A carefully crafted Thanksgiving seating plan?

While many are not willing to give up spending Thanksgiving with family, the American parents polled were nonetheless ready to take precautions to stop the spread of the virus among guests. The usually simple seating plan could therefore prove particularly complicated for Thanksgiving hosts this year.

Three quarters of parents (76%) said they planned to limit contact between children and at-risk guests like grandparents or people with health conditions, and more than two thirds (68%) said they would ask guests to social distance. However, that can be difficult to maintain with young children, especially if they have not seen grandparents for a long time

“Parents should be realistic about how feasible it will be to limit contact and think carefully about whether to gather in person with high-risk family members,” warned Sarah Clark, Mott poll co-director.

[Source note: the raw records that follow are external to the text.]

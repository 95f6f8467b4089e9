//! Ollama-compatible inference client
//!
//! Speaks the backend's newline-delimited JSON chat protocol. Every request
//! carries a connect timeout and an overall deadline; failures surface as a
//! single terminal error item on the returned stream. There is no retry
//! logic here — callers decide whether a failed query is worth repeating.

use async_trait::async_trait;
use futures::{Stream, StreamExt};
use serde::{Deserialize, Serialize};
use std::pin::Pin;
use tokio::sync::mpsc;
use tokio_stream::wrappers::ReceiverStream;
use tracing::{debug, warn};
use turbo_core::config::BackendConfig;
use turbo_core::{Error, Result};

/// One chat turn sent to the backend
#[derive(Debug, Clone, PartialEq, Serialize, Deserialize)]
pub struct ChatMessage {
    pub role: String,
    pub content: String,
}

impl ChatMessage {
    pub fn system(content: impl Into<String>) -> Self {
        Self {
            role: "system".to_string(),
            content: content.into(),
        }
    }

    pub fn user(content: impl Into<String>) -> Self {
        Self {
            role: "user".to_string(),
            content: content.into(),
        }
    }

    pub fn assistant(content: impl Into<String>) -> Self {
        Self {
            role: "assistant".to_string(),
            content: content.into(),
        }
    }
}

/// Per-request sampling knobs
#[derive(Debug, Clone, Copy, PartialEq)]
pub struct ChatOptions {
    pub temperature: f32,
    pub max_tokens: u32,
    pub context_tokens: u32,
}

impl From<&BackendConfig> for ChatOptions {
    fn from(config: &BackendConfig) -> Self {
        Self {
            temperature: config.temperature,
            max_tokens: config.max_tokens,
            context_tokens: config.context_tokens,
        }
    }
}

/// One decoded streaming frame
#[derive(Debug, Clone, PartialEq)]
pub struct StreamChunk {
    pub content: String,
    pub done: bool,
}

/// Token stream handed to the caller. Dropping it cancels the request.
pub type TokenStream = Pin<Box<dyn Stream<Item = Result<StreamChunk>> + Send>>;

#[derive(Serialize)]
struct ChatRequest<'a> {
    model: &'a str,
    messages: &'a [ChatMessage],
    stream: bool,
    options: WireOptions,
    #[serde(skip_serializing_if = "Option::is_none")]
    keep_alive: Option<u32>,
}

#[derive(Serialize)]
struct WireOptions {
    temperature: f32,
    num_predict: u32,
    num_ctx: u32,
}

impl From<ChatOptions> for WireOptions {
    fn from(options: ChatOptions) -> Self {
        Self {
            temperature: options.temperature,
            num_predict: options.max_tokens,
            num_ctx: options.context_tokens,
        }
    }
}

#[derive(Debug, Deserialize)]
struct ChatFrame {
    #[serde(default)]
    message: Option<FrameMessage>,
    #[serde(default)]
    done: bool,
}

#[derive(Debug, Deserialize)]
struct FrameMessage {
    #[serde(default)]
    content: String,
}

#[derive(Serialize)]
struct ReleaseRequest<'a> {
    model: &'a str,
    keep_alive: u32,
}

#[derive(Serialize)]
struct WarmRequest<'a> {
    model: &'a str,
    prompt: &'a str,
    stream: bool,
}

/// HTTP client for an Ollama-compatible serving endpoint
pub struct OllamaClient {
    http: reqwest::Client,
    endpoint: String,
    config: BackendConfig,
}

impl OllamaClient {
    pub fn new(config: &BackendConfig) -> Result<Self> {
        let http = reqwest::Client::builder()
            .connect_timeout(config.connect_timeout())
            .build()
            .map_err(|e| Error::backend_unavailable(format!("http client init failed: {}", e)))?;

        Ok(Self {
            http,
            endpoint: config.endpoint.trim_end_matches('/').to_string(),
            config: config.clone(),
        })
    }

    /// Cheap reachability probe against the backend's root endpoint
    pub async fn ping(&self) -> Result<()> {
        let response = self
            .http
            .get(&self.endpoint)
            .timeout(self.config.connect_timeout())
            .send()
            .await
            .map_err(map_transport_error)?;

        if response.status().is_success() {
            Ok(())
        } else {
            Err(Error::backend_unavailable(format!(
                "backend responded with {}",
                response.status()
            )))
        }
    }

    /// Stream a chat completion.
    ///
    /// The returned stream yields token chunks as the backend produces them.
    /// Exactly one terminal item follows any failure (connect refused,
    /// non-success status, deadline exceeded, malformed frame); a clean end
    /// of stream means the backend reported `done`.
    pub fn stream(&self, model: &str, messages: Vec<ChatMessage>) -> TokenStream {
        let messages = truncate_messages(messages, self.config.prompt_char_limit);
        let request = self
            .http
            .post(format!("{}/api/chat", self.endpoint))
            .timeout(self.config.request_timeout())
            .json(&ChatRequest {
                model,
                messages: &messages,
                stream: true,
                options: ChatOptions::from(&self.config).into(),
                keep_alive: None,
            });

        let model = model.to_string();
        let (tx, rx) = mpsc::channel::<Result<StreamChunk>>(32);

        tokio::spawn(async move {
            debug!(model = %model, "starting streaming chat request");
            if let Err(e) = pump_stream(request, &tx).await {
                // Receiver may already be gone; that just means the caller
                // cancelled by dropping the stream.
                let _ = tx.send(Err(e)).await;
            }
        });

        Box::pin(ReceiverStream::new(rx))
    }

    /// Non-streaming chat completion: the full reply as one string
    pub async fn chat(&self, model: &str, messages: Vec<ChatMessage>) -> Result<String> {
        let messages = truncate_messages(messages, self.config.prompt_char_limit);
        let response = self
            .http
            .post(format!("{}/api/chat", self.endpoint))
            .timeout(self.config.request_timeout())
            .json(&ChatRequest {
                model,
                messages: &messages,
                stream: false,
                options: ChatOptions::from(&self.config).into(),
                keep_alive: None,
            })
            .send()
            .await
            .map_err(map_transport_error)?;

        let response = check_status(response).await?;
        let frame: ChatFrame = response.json().await.map_err(map_transport_error)?;
        Ok(frame.message.map(|m| m.content).unwrap_or_default())
    }

    /// Load a model into backend memory without generating anything.
    /// An empty prompt makes the backend pull the weights in and idle.
    pub async fn warm(&self, model: &str) -> Result<()> {
        let response = self
            .http
            .post(format!("{}/api/generate", self.endpoint))
            .timeout(self.config.request_timeout())
            .json(&WarmRequest {
                model,
                prompt: "",
                stream: false,
            })
            .send()
            .await
            .map_err(map_transport_error)?;

        check_status(response).await?;
        Ok(())
    }

    /// Ask the backend to release a model's resources immediately
    pub async fn release(&self, model: &str) -> Result<()> {
        let response = self
            .http
            .post(format!("{}/api/generate", self.endpoint))
            .timeout(self.config.connect_timeout())
            .json(&ReleaseRequest {
                model,
                keep_alive: 0,
            })
            .send()
            .await
            .map_err(map_transport_error)?;

        check_status(response).await?;
        Ok(())
    }
}

#[async_trait]
impl crate::cache::ModelUnloader for OllamaClient {
    async fn unload(&self, model_id: &str) -> Result<()> {
        self.release(model_id).await
    }
}

/// Drive the HTTP response and forward decoded frames. A send failure means
/// the consumer dropped the stream; we stop without error.
async fn pump_stream(
    request: reqwest::RequestBuilder,
    tx: &mpsc::Sender<Result<StreamChunk>>,
) -> Result<()> {
    let response = request.send().await.map_err(map_transport_error)?;
    let response = check_status(response).await?;

    let mut body = response.bytes_stream();
    let mut buffer = Vec::new();

    while let Some(chunk) = body.next().await {
        let bytes = chunk.map_err(map_transport_error)?;
        buffer.extend_from_slice(&bytes);

        while let Some(newline) = buffer.iter().position(|&b| b == b'\n') {
            let line: Vec<u8> = buffer.drain(..=newline).collect();
            let line = String::from_utf8_lossy(&line);
            let line = line.trim();
            if line.is_empty() {
                continue;
            }

            let frame: ChatFrame = serde_json::from_str(line).map_err(|e| {
                Error::backend_unavailable(format!("malformed stream frame: {}", e))
            })?;

            let chunk = StreamChunk {
                content: frame.message.map(|m| m.content).unwrap_or_default(),
                done: frame.done,
            };
            let done = chunk.done;

            if tx.send(Ok(chunk)).await.is_err() {
                debug!("stream consumer dropped, cancelling request");
                return Ok(());
            }
            if done {
                return Ok(());
            }
        }
    }

    // Body ended without a done frame
    warn!("backend closed the stream before signalling completion");
    Ok(())
}

async fn check_status(response: reqwest::Response) -> Result<reqwest::Response> {
    let status = response.status();
    if status.is_success() {
        return Ok(response);
    }
    let detail = response.text().await.unwrap_or_default();
    Err(Error::backend_unavailable(format!(
        "backend returned {}: {}",
        status,
        detail.trim()
    )))
}

fn map_transport_error(e: reqwest::Error) -> Error {
    if e.is_timeout() {
        Error::timeout(format!("backend request timed out: {}", e))
    } else if e.is_connect() {
        Error::backend_unavailable(format!("cannot reach backend: {}", e))
    } else {
        Error::backend_unavailable(format!("backend transport error: {}", e))
    }
}

/// Hard-truncate message contents that exceed the character limit, keeping
/// the head of the prompt. Splits on a char boundary, never mid-codepoint.
fn truncate_messages(mut messages: Vec<ChatMessage>, limit: usize) -> Vec<ChatMessage> {
    for message in &mut messages {
        message.content = truncate_prompt(&message.content, limit);
    }
    messages
}

fn truncate_prompt(content: &str, limit: usize) -> String {
    if content.chars().count() <= limit {
        return content.to_string();
    }
    // Keep a margin below the limit so the ellipsis and any wrapper text the
    // caller adds still fit.
    let keep = limit.saturating_sub(500);
    let truncated: String = content.chars().take(keep).collect();
    warn!(
        limit,
        "prompt exceeded character limit, truncated to {} chars", keep
    );
    format!("{}...", truncated)
}
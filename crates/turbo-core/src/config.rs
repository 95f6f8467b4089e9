//! Configuration management for turbo
//!
//! Provides a layered configuration system: built-in defaults, an optional
//! YAML file, and `TURBO_*` environment variable overrides. Profiles are
//! enumerated, not free-form — an unknown profile name is a configuration
//! error at startup, not a runtime fallback.

use crate::types::ModelDescriptor;
use crate::{Error, Result};
use serde::{Deserialize, Serialize};
use std::collections::HashMap;
use std::path::PathBuf;
use std::time::Duration;
use tracing::debug;

/// Main configuration structure for turbo
#[derive(Debug, Clone, PartialEq, Serialize, Deserialize)]
pub struct TurboConfig {
    /// Inference backend connection settings
    #[serde(default)]
    pub backend: BackendConfig,

    /// Resource monitor settings
    #[serde(default)]
    pub monitor: MonitorConfig,

    /// Resident cache settings
    #[serde(default)]
    pub cache: CacheConfig,

    /// Router threshold tunables
    #[serde(default)]
    pub router: RouterThresholds,

    /// Model catalog entries
    #[serde(default = "default_models")]
    pub models: Vec<ModelDescriptor>,

    /// Named profiles
    #[serde(default = "default_profiles")]
    pub profiles: HashMap<String, ProfileConfig>,

    /// Profile active at startup
    #[serde(default = "default_profile_name")]
    pub default_profile: String,
}

/// Inference backend connection settings
#[derive(Debug, Clone, PartialEq, Serialize, Deserialize)]
pub struct BackendConfig {
    /// Base URL of the backend (Ollama-compatible)
    pub endpoint: String,

    /// Connect timeout in seconds
    pub connect_timeout_secs: u64,

    /// Overall per-request timeout in seconds
    pub request_timeout_secs: u64,

    /// Prompts longer than this many characters are hard-truncated
    pub prompt_char_limit: usize,

    /// Maximum tokens to generate per request
    pub max_tokens: u32,

    /// Sampling temperature
    pub temperature: f32,

    /// Context size requested from the backend
    pub context_tokens: u32,
}

impl Default for BackendConfig {
    fn default() -> Self {
        Self {
            endpoint: "http://127.0.0.1:11434".to_string(),
            connect_timeout_secs: 5,
            request_timeout_secs: 60,
            prompt_char_limit: 3000,
            max_tokens: 1024,
            temperature: 0.7,
            context_tokens: 2048,
        }
    }
}

impl BackendConfig {
    pub fn connect_timeout(&self) -> Duration {
        Duration::from_secs(self.connect_timeout_secs)
    }

    pub fn request_timeout(&self) -> Duration {
        Duration::from_secs(self.request_timeout_secs)
    }
}

/// Resource monitor settings
#[derive(Debug, Clone, PartialEq, Serialize, Deserialize)]
pub struct MonitorConfig {
    /// How long a sampled snapshot stays fresh, in seconds
    pub refresh_secs: u64,

    /// Accelerator probe timeout in milliseconds
    pub probe_timeout_ms: u64,
}

impl Default for MonitorConfig {
    fn default() -> Self {
        Self {
            refresh_secs: 5,
            probe_timeout_ms: 1000,
        }
    }
}

impl MonitorConfig {
    pub fn refresh_interval(&self) -> Duration {
        Duration::from_secs(self.refresh_secs)
    }

    pub fn probe_timeout(&self) -> Duration {
        Duration::from_millis(self.probe_timeout_ms)
    }
}

/// Resident cache settings
#[derive(Debug, Clone, PartialEq, Serialize, Deserialize)]
pub struct CacheConfig {
    /// Idle sweep period in seconds
    pub sweep_interval_secs: u64,
}

impl Default for CacheConfig {
    fn default() -> Self {
        Self {
            sweep_interval_secs: 30,
        }
    }
}

impl CacheConfig {
    pub fn sweep_interval(&self) -> Duration {
        Duration::from_secs(self.sweep_interval_secs)
    }
}

/// Router threshold tunables
///
/// The cascade ordering is fixed; these values only move the branch cut-offs
/// and device admission margins.
#[derive(Debug, Clone, PartialEq, Serialize, Deserialize)]
pub struct RouterThresholds {
    /// Restricted-content branch cut-off
    pub restricted: f32,

    /// Long-context branch cut-off
    pub long_context: f32,

    /// Coding branch cut-off
    pub coding: f32,

    /// Creative branch cut-off
    pub creative: f32,

    /// Quick-greeting branch cut-off
    pub quick: f32,

    /// Free accelerator memory headroom required beyond the footprint (GB)
    pub accelerator_margin_gb: f64,

    /// Host RAM headroom required beyond the footprint (GB)
    pub host_margin_gb: f64,

    /// Relaxed host RAM headroom for restricted-content-capable models (GB)
    pub restricted_host_margin_gb: f64,
}

impl Default for RouterThresholds {
    fn default() -> Self {
        Self {
            restricted: 0.3,
            long_context: 0.5,
            coding: 0.5,
            creative: 0.5,
            quick: 0.7,
            accelerator_margin_gb: 0.3,
            host_margin_gb: 2.0,
            restricted_host_margin_gb: 4.0,
        }
    }
}

/// A named profile as it appears in configuration
#[derive(Debug, Clone, PartialEq, Serialize, Deserialize)]
pub struct ProfileConfig {
    /// Human-readable name
    pub display_name: String,

    /// Model ids this profile allows, in preference order
    pub models: Vec<String>,

    /// Hard accelerator memory ceiling (GB)
    pub accelerator_budget_gb: f64,

    /// Maximum simultaneously resident models
    pub max_resident: usize,

    /// Idle seconds before a resident model is auto-unloaded
    pub idle_unload_secs: u64,

    /// Mid-size default model used by the router's general tier
    pub default_model: String,
}

impl ProfileConfig {
    /// Materialize the runtime profile value
    pub fn to_profile(&self, name: &str) -> Profile {
        Profile {
            name: name.to_string(),
            display_name: self.display_name.clone(),
            allowed_models: self.models.clone(),
            accelerator_budget_gb: self.accelerator_budget_gb,
            max_resident: self.max_resident,
            idle_unload: Duration::from_secs(self.idle_unload_secs),
            default_model: self.default_model.clone(),
        }
    }
}

/// Active profile: a named bundle of routing limits swapped as a unit
#[derive(Debug, Clone, PartialEq)]
pub struct Profile {
    pub name: String,
    pub display_name: String,
    pub allowed_models: Vec<String>,
    pub accelerator_budget_gb: f64,
    pub max_resident: usize,
    pub idle_unload: Duration,
    pub default_model: String,
}

impl TurboConfig {
    /// Load configuration with precedence:
    /// 1. Environment variables with `TURBO_` prefix (highest)
    /// 2. Configuration file (`TURBO_CONFIG` or common locations)
    /// 3. Defaults (lowest)
    pub fn load() -> Result<Self> {
        let mut builder = config::Config::builder()
            .add_source(config::Config::try_from(&Self::default())?);

        if let Ok(config_path) = std::env::var("TURBO_CONFIG") {
            builder = builder.add_source(config::File::with_name(&config_path).required(false));
        } else {
            for path in &["./turbo.yaml", "/etc/turbo/config.yaml"] {
                builder = builder.add_source(config::File::with_name(path).required(false));
            }
        }

        builder = builder.add_source(
            config::Environment::with_prefix("TURBO")
                .separator("__")
                .try_parsing(true),
        );

        let parsed: Self = builder.build()?.try_deserialize()?;
        parsed.validate()?;
        debug!(
            models = parsed.models.len(),
            profiles = parsed.profiles.len(),
            default_profile = %parsed.default_profile,
            "configuration loaded"
        );
        Ok(parsed)
    }

    /// Load configuration from a specific file
    pub fn load_from_file(path: impl Into<PathBuf>) -> Result<Self> {
        let path = path.into();
        let builder = config::Config::builder()
            .add_source(config::Config::try_from(&Self::default())?)
            .add_source(config::File::from(path.clone()));

        let parsed: Self = builder.build()?.try_deserialize()?;
        parsed.validate()?;
        debug!(path = %path.display(), "configuration loaded from file");
        Ok(parsed)
    }

    /// Validate cross-references between profiles and the catalog
    pub fn validate(&self) -> Result<()> {
        if self.models.is_empty() {
            return Err(Error::config("model catalog is empty"));
        }

        let known: Vec<&str> = self.models.iter().map(|m| m.id.as_str()).collect();

        if !self.profiles.contains_key(&self.default_profile) {
            return Err(Error::config(format!(
                "default profile '{}' is not defined",
                self.default_profile
            )));
        }

        for (name, profile) in &self.profiles {
            if profile.models.is_empty() {
                return Err(Error::config(format!(
                    "profile '{}' allows no models",
                    name
                )));
            }
            if profile.accelerator_budget_gb <= 0.0 {
                return Err(Error::config(format!(
                    "profile '{}' has a non-positive accelerator budget",
                    name
                )));
            }
            if profile.max_resident == 0 {
                return Err(Error::config(format!(
                    "profile '{}' has max_resident = 0",
                    name
                )));
            }
            for id in &profile.models {
                if !known.contains(&id.as_str()) {
                    return Err(Error::config(format!(
                        "profile '{}' references unknown model '{}'",
                        name, id
                    )));
                }
            }
            if !profile.models.contains(&profile.default_model) {
                return Err(Error::config(format!(
                    "profile '{}' default model '{}' is not in its allowed set",
                    name, profile.default_model
                )));
            }
        }

        Ok(())
    }

    /// Resolve a profile by name
    pub fn profile(&self, name: &str) -> Result<Profile> {
        self.profiles
            .get(name)
            .map(|p| p.to_profile(name))
            .ok_or_else(|| Error::invalid_profile(name))
    }

    /// The profile active at startup
    pub fn startup_profile(&self) -> Result<Profile> {
        self.profile(&self.default_profile)
    }

    /// Names of all configured profiles
    pub fn profile_names(&self) -> Vec<&str> {
        let mut names: Vec<&str> = self.profiles.keys().map(|s| s.as_str()).collect();
        names.sort_unstable();
        names
    }
}

impl Default for TurboConfig {
    fn default() -> Self {
        Self {
            backend: BackendConfig::default(),
            monitor: MonitorConfig::default(),
            cache: CacheConfig::default(),
            router: RouterThresholds::default(),
            models: default_models(),
            profiles: default_profiles(),
            default_profile: default_profile_name(),
        }
    }
}

fn default_profile_name() -> String {
    "turbo".to_string()
}

fn model(
    id: &str,
    footprint_gb: f64,
    cpu_eligible: bool,
    cpu_speed: &str,
    tags: &[&str],
    context_window: u32,
) -> ModelDescriptor {
    ModelDescriptor {
        id: id.to_string(),
        footprint_gb,
        cpu_eligible,
        cpu_speed: cpu_speed.to_string(),
        tags: tags.iter().map(|t| t.to_string()).collect(),
        context_window,
    }
}

/// Built-in model database, sized for a 4GB-class accelerator
fn default_models() -> Vec<ModelDescriptor> {
    vec![
        model("gemma:2b", 1.7, true, "fast", &["quick", "general"], 2048),
        model(
            "phi3:3.8b",
            2.2,
            true,
            "medium",
            &["general", "reasoning", "coding"],
            4096,
        ),
        model(
            "deepseek-coder:6.7b",
            3.9,
            false,
            "slow",
            &["coding", "technical"],
            16384,
        ),
        model(
            "mistral:7b",
            4.1,
            true,
            "slow",
            &["creative", "reasoning"],
            8192,
        ),
        model(
            "dolphin-llama3:8b",
            4.7,
            false,
            "slow",
            &["creative", "chat", "uncensored"],
            8192,
        ),
    ]
}

fn profile(
    display_name: &str,
    models: &[&str],
    budget_gb: f64,
    max_resident: usize,
    idle_unload_secs: u64,
    default_model: &str,
) -> ProfileConfig {
    ProfileConfig {
        display_name: display_name.to_string(),
        models: models.iter().map(|m| m.to_string()).collect(),
        accelerator_budget_gb: budget_gb,
        max_resident,
        idle_unload_secs,
        default_model: default_model.to_string(),
    }
}

/// Built-in profile presets
fn default_profiles() -> HashMap<String, ProfileConfig> {
    let mut profiles = HashMap::new();
    profiles.insert(
        "eco".to_string(),
        profile(
            "Eco (lightweight)",
            &["gemma:2b", "phi3:3.8b"],
            2.0,
            1,
            60,
            "gemma:2b",
        ),
    );
    profiles.insert(
        "balanced".to_string(),
        profile(
            "Balanced (all-rounder)",
            &["phi3:3.8b", "gemma:2b"],
            3.5,
            1,
            120,
            "phi3:3.8b",
        ),
    );
    profiles.insert(
        "creative".to_string(),
        profile(
            "Creative (writing & chat)",
            &["dolphin-llama3:8b", "mistral:7b", "phi3:3.8b"],
            3.8,
            1,
            90,
            "phi3:3.8b",
        ),
    );
    profiles.insert(
        "coding".to_string(),
        profile(
            "Coding (programming)",
            &["deepseek-coder:6.7b", "phi3:3.8b", "gemma:2b"],
            3.8,
            1,
            90,
            "phi3:3.8b",
        ),
    );
    profiles.insert(
        "turbo".to_string(),
        profile(
            "Turbo (smart selection)",
            &[
                "phi3:3.8b",
                "deepseek-coder:6.7b",
                "gemma:2b",
                "mistral:7b",
                "dolphin-llama3:8b",
            ],
            3.8,
            1,
            90,
            "phi3:3.8b",
        ),
    );
    profiles
}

Another option is to exclude family members who have not been respecting COVID-19 precautions since the onset of the pandemic. The vast majority of parents polled (88%) said they would ask family members not to attend a Thanksgiving gathering if they have any COVID-19 symptoms or exposure, while 64% would not invite certain family members who have not been practicing COVID-19 precautions like mask-wearing. Still, it will take a lot of patience and organization to get a clear picture of everyone’s situation in a country where regulations can vary from state to state.

Some common-sense advice

Clark above all recommended favoring virtual gatherings this year, especially for relatives living out of state or for the most vulnerable family members. That could, for example, involve making the traditional pumpkin pie with grandparents over a video call or holding a group call with family members to share stories before Thanksgiving dinner.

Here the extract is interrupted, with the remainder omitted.